For each entry that follows, write out an identical copy.

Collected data

+===+

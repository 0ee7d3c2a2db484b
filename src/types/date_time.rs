// OPCUA for Rust
// SPDX-License-Identifier: MPL-2.0
// Copyright (C) 2017-2024 Adam Lock

//! Contains the implementation of `DateTime`.

use std::{
    fmt,
    io::{Read, Write},
    ops::{Add, Sub},
};

use chrono::{Duration, TimeZone, Utc};
use serde::{Deserialize, Deserializer, Serialize, Serializer};

use crate::types::encoding::*;

const NANOS_PER_SECOND: i64 = 1_000_000_000;
const NANOS_PER_TICK: i64 = 100;
const TICKS_PER_SECOND: i64 = NANOS_PER_SECOND / NANOS_PER_TICK;

const MIN_YEAR: i32 = 1601;
const MAX_YEAR: i32 = 9999;

pub type DateTimeUtc = chrono::DateTime<Utc>;

/// A date/time value. This is a wrapper around the chrono type with extra functionality
/// for obtaining ticks in OPC UA measurements, endtimes, epoch etc.
#[derive(PartialEq, PartialOrd, Debug, Clone, Copy)]
pub struct DateTime {
    date_time: DateTimeUtc,
}

impl Serialize for DateTime {
    fn serialize<S>(&self, serializer: S) -> Result<S::Ok, S::Error>
    where
        S: Serializer,
    {
        let ticks = self.checked_ticks();
        ticks.serialize(serializer)
    }
}

impl<'de> Deserialize<'de> for DateTime {
    fn deserialize<D>(deserializer: D) -> Result<DateTime, D::Error>
    where
        D: Deserializer<'de>,
    {
        let ticks = i64::deserialize(deserializer)?;
        Ok(DateTime::from(ticks))
    }
}

/// DateTime encoded as 64-bit signed int
impl BinaryEncoder<DateTime> for DateTime {
    fn byte_len(&self) -> usize {
        8
    }

    fn encode<S: Write>(&self, stream: &mut S) -> EncodingResult<usize> {
        let ticks = self.checked_ticks();
        write_i64(stream, ticks)
    }

    fn decode<S: Read>(stream: &mut S, _: &DecodingOptions) -> EncodingResult<Self> {
        let ticks = read_i64(stream)?;
        Ok(DateTime::from(ticks))
    }
}

impl Default for DateTime {
    fn default() -> Self {
        DateTime::epoch()
    }
}

impl Add<Duration> for DateTime {
    type Output = Self;

    fn add(self, duration: Duration) -> Self {
        DateTime::from(self.date_time + duration)
    }
}

impl Sub<DateTime> for DateTime {
    type Output = Duration;

    fn sub(self, other: DateTime) -> Duration {
        self.date_time - other.date_time
    }
}

impl From<DateTimeUtc> for DateTime {
    fn from(date_time: DateTimeUtc) -> Self {
        // Internal representation is rounded to the nearest tick
        let nanos = (date_time.timestamp_subsec_nanos() as i64 / NANOS_PER_TICK) * NANOS_PER_TICK;
        let date_time = Utc
            .timestamp_opt(date_time.timestamp(), nanos as u32)
            .unwrap();
        DateTime { date_time }
    }
}

impl From<i64> for DateTime {
    fn from(value: i64) -> Self {
        // The epoch of OPC UA is midnight Jan 1, 1601. Ticks are 100 nanosecond intervals from then.
        if value == i64::MAX {
            // Max signifies end times
            DateTime::endtimes()
        } else {
            let secs = value / TICKS_PER_SECOND;
            let nanos = (value - secs * TICKS_PER_SECOND) * NANOS_PER_TICK;
            let duration = Duration::seconds(secs) + Duration::nanoseconds(nanos);
            DateTime::from(DateTime::epoch_chrono() + duration)
        }
    }
}

impl From<DateTime> for i64 {
    fn from(value: DateTime) -> Self {
        value.checked_ticks()
    }
}

impl From<DateTime> for DateTimeUtc {
    fn from(value: DateTime) -> Self {
        value.date_time
    }
}

impl fmt::Display for DateTime {
    fn fmt(&self, f: &mut fmt::Formatter) -> fmt::Result {
        write!(f, "{}", self.date_time.to_rfc3339())
    }
}

impl DateTime {
    /// Constructs from the current time
    pub fn now() -> DateTime {
        DateTime::from(Utc::now())
    }

    /// Constructs from the OPC UA epoch, midnight Jan 1, 1601
    pub fn epoch() -> DateTime {
        DateTime::from(Self::epoch_chrono())
    }

    /// Constructs the maximum representable date/time, the so called "end times"
    pub fn endtimes() -> DateTime {
        DateTime::from(Self::endtimes_chrono())
    }

    /// Returns the time in ticks, 100 nanosecond intervals relative to the epoch
    pub fn ticks(&self) -> i64 {
        Self::duration_to_ticks(self.date_time - Self::epoch_chrono())
    }

    /// To checked ticks. Function returns 0 or i64::MAX if the date time is prior to the
    /// epoch or past the end times.
    pub fn checked_ticks(&self) -> i64 {
        let nanos = self.ticks();
        if nanos < 0 {
            0
        } else if self.date_time >= Self::endtimes_chrono() {
            i64::MAX
        } else {
            nanos
        }
    }

    /// Test if the date time is the null value, i.e. the epoch
    pub fn is_null(&self) -> bool {
        self.ticks() == 0
    }

    fn epoch_chrono() -> DateTimeUtc {
        Utc.with_ymd_and_hms(MIN_YEAR, 1, 1, 0, 0, 0).unwrap()
    }

    fn endtimes_chrono() -> DateTimeUtc {
        Utc.with_ymd_and_hms(MAX_YEAR, 12, 31, 23, 59, 59).unwrap()
    }

    fn duration_to_ticks(duration: Duration) -> i64 {
        // Sub-second part handled on its own because the full duration in nanoseconds can
        // overflow an i64 over this range of years. Truncates to whole ticks.
        let seconds = duration.num_seconds();
        let subsec_nanos = (duration - Duration::seconds(seconds))
            .num_nanoseconds()
            .unwrap_or(0);
        seconds * TICKS_PER_SECOND + subsec_nanos / NANOS_PER_TICK
    }
}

+===+

SOLUTION TO THIS TASK:
repository 0ee7d3c2a2db484b
filename src/types/date_time.rs
// OPCUA for Rust
// SPDX-License-Identifier: MPL-2.0
// Copyright (C) 2017-2024 Adam Lock

//! Contains the implementation of `DateTime`.

use std::{
    fmt,
    io::{Read, Write},
    ops::{Add, Sub},
};

use chrono::{Duration, TimeZone, Utc};
use serde::{Deserialize, Deserializer, Serialize, Serializer};

use crate::types::encoding::*;

const NANOS_PER_SECOND: i64 = 1_000_000_000;
const NANOS_PER_TICK: i64 = 100;
const TICKS_PER_SECOND: i64 = NANOS_PER_SECOND / NANOS_PER_TICK;

const MIN_YEAR: i32 = 1601;
const MAX_YEAR: i32 = 9999;

pub type DateTimeUtc = chrono::DateTime<Utc>;

/// A date/time value. This is a wrapper around the chrono type with extra functionality
/// for obtaining ticks in OPC UA measurements, endtimes, epoch etc.
#[derive(PartialEq, PartialOrd, Debug, Clone, Copy)]
pub struct DateTime {
    date_time: DateTimeUtc,
}

impl Serialize for DateTime {
    fn serialize<S>(&self, serializer: S) -> Result<S::Ok, S::Error>
    where
        S: Serializer,
    {
        let ticks = self.checked_ticks();
        ticks.serialize(serializer)
    }
}

impl<'de> Deserialize<'de> for DateTime {
    fn deserialize<D>(deserializer: D) -> Result<DateTime, D::Error>
    where
        D: Deserializer<'de>,
    {
        let ticks = i64::deserialize(deserializer)?;
        Ok(DateTime::from(ticks))
    }
}

/// DateTime encoded as 64-bit signed int
impl BinaryEncoder<DateTime> for DateTime {
    fn byte_len(&self) -> usize {
        8
    }

    fn encode<S: Write>(&self, stream: &mut S) -> EncodingResult<usize> {
        let ticks = self.checked_ticks();
        write_i64(stream, ticks)
    }

    fn decode<S: Read>(stream: &mut S, _: &DecodingOptions) -> EncodingResult<Self> {
        let ticks = read_i64(stream)?;
        Ok(DateTime::from(ticks))
    }
}

impl Default for DateTime {
    fn default() -> Self {
        DateTime::epoch()
    }
}

impl Add<Duration> for DateTime {
    type Output = Self;

    fn add(self, duration: Duration) -> Self {
        DateTime::from(self.date_time + duration)
    }
}

impl Sub<DateTime> for DateTime {
    type Output = Duration;

    fn sub(self, other: DateTime) -> Duration {
        self.date_time - other.date_time
    }
}

impl From<DateTimeUtc> for DateTime {
    fn from(date_time: DateTimeUtc) -> Self {
        // Internal representation is rounded to the nearest tick
        let nanos = (date_time.timestamp_subsec_nanos() as i64 / NANOS_PER_TICK) * NANOS_PER_TICK;
        let date_time = Utc
            .timestamp_opt(date_time.timestamp(), nanos as u32)
            .unwrap();
        DateTime { date_time }
    }
}

impl From<i64> for DateTime {
    fn from(value: i64) -> Self {
        // The epoch of OPC UA is midnight Jan 1, 1601. Ticks are 100 nanosecond intervals from then.
        if value == i64::MAX {
            // Max signifies end times
            DateTime::endtimes()
        } else {
            let secs = value / TICKS_PER_SECOND;
            let nanos = (value - secs * TICKS_PER_SECOND) * NANOS_PER_TICK;
            let duration = Duration::seconds(secs) + Duration::nanoseconds(nanos);
            DateTime::from(DateTime::epoch_chrono() + duration)
        }
    }
}

impl From<DateTime> for i64 {
    fn from(value: DateTime) -> Self {
        value.checked_ticks()
    }
}

impl From<DateTime> for DateTimeUtc {
    fn from(value: DateTime) -> Self {
        value.date_time
    }
}

impl fmt::Display for DateTime {
    fn fmt(&self, f: &mut fmt::Formatter) -> fmt::Result {
        write!(f, "{}", self.date_time.to_rfc3339())
    }
}

impl DateTime {
    /// Constructs from the current time
    pub fn now() -> DateTime {
        DateTime::from(Utc::now())
    }

    /// Constructs from the OPC UA epoch, midnight Jan 1, 1601
    pub fn epoch() -> DateTime {
        DateTime::from(Self::epoch_chrono())
    }

    /// Constructs the maximum representable date/time, the so called "end times"
    pub fn endtimes() -> DateTime {
        DateTime::from(Self::endtimes_chrono())
    }

    /// Returns the time in ticks, 100 nanosecond intervals relative to the epoch
    pub fn ticks(&self) -> i64 {
        Self::duration_to_ticks(self.date_time - Self::epoch_chrono())
    }

    /// To checked ticks. Function returns 0 or i64::MAX if the date time is prior to the
    /// epoch or past the end times.
    pub fn checked_ticks(&self) -> i64 {
        let nanos = self.ticks();
        if nanos < 0 {
            0
        } else if self.date_time >= Self::endtimes_chrono() {
            i64::MAX
        } else {
            nanos
        }
    }

    /// Test if the date time is the null value, i.e. the epoch
    pub fn is_null(&self) -> bool {
        self.ticks() == 0
    }

    fn epoch_chrono() -> DateTimeUtc {
        Utc.with_ymd_and_hms(MIN_YEAR, 1, 1, 0, 0, 0).unwrap()
    }

    fn endtimes_chrono() -> DateTimeUtc {
        Utc.with_ymd_and_hms(MAX_YEAR, 12, 31, 23, 59, 59).unwrap()
    }

    fn duration_to_ticks(duration: Duration) -> i64 {
        // Sub-second part handled on its own because the full duration in nanoseconds can
        // overflow an i64 over this range of years. Truncates to whole ticks.
        let seconds = duration.num_seconds();
        let subsec_nanos = (duration - Duration::seconds(seconds))
            .num_nanoseconds()
            .unwrap_or(0);
        seconds * TICKS_PER_SECOND + subsec_nanos / NANOS_PER_TICK
    }
}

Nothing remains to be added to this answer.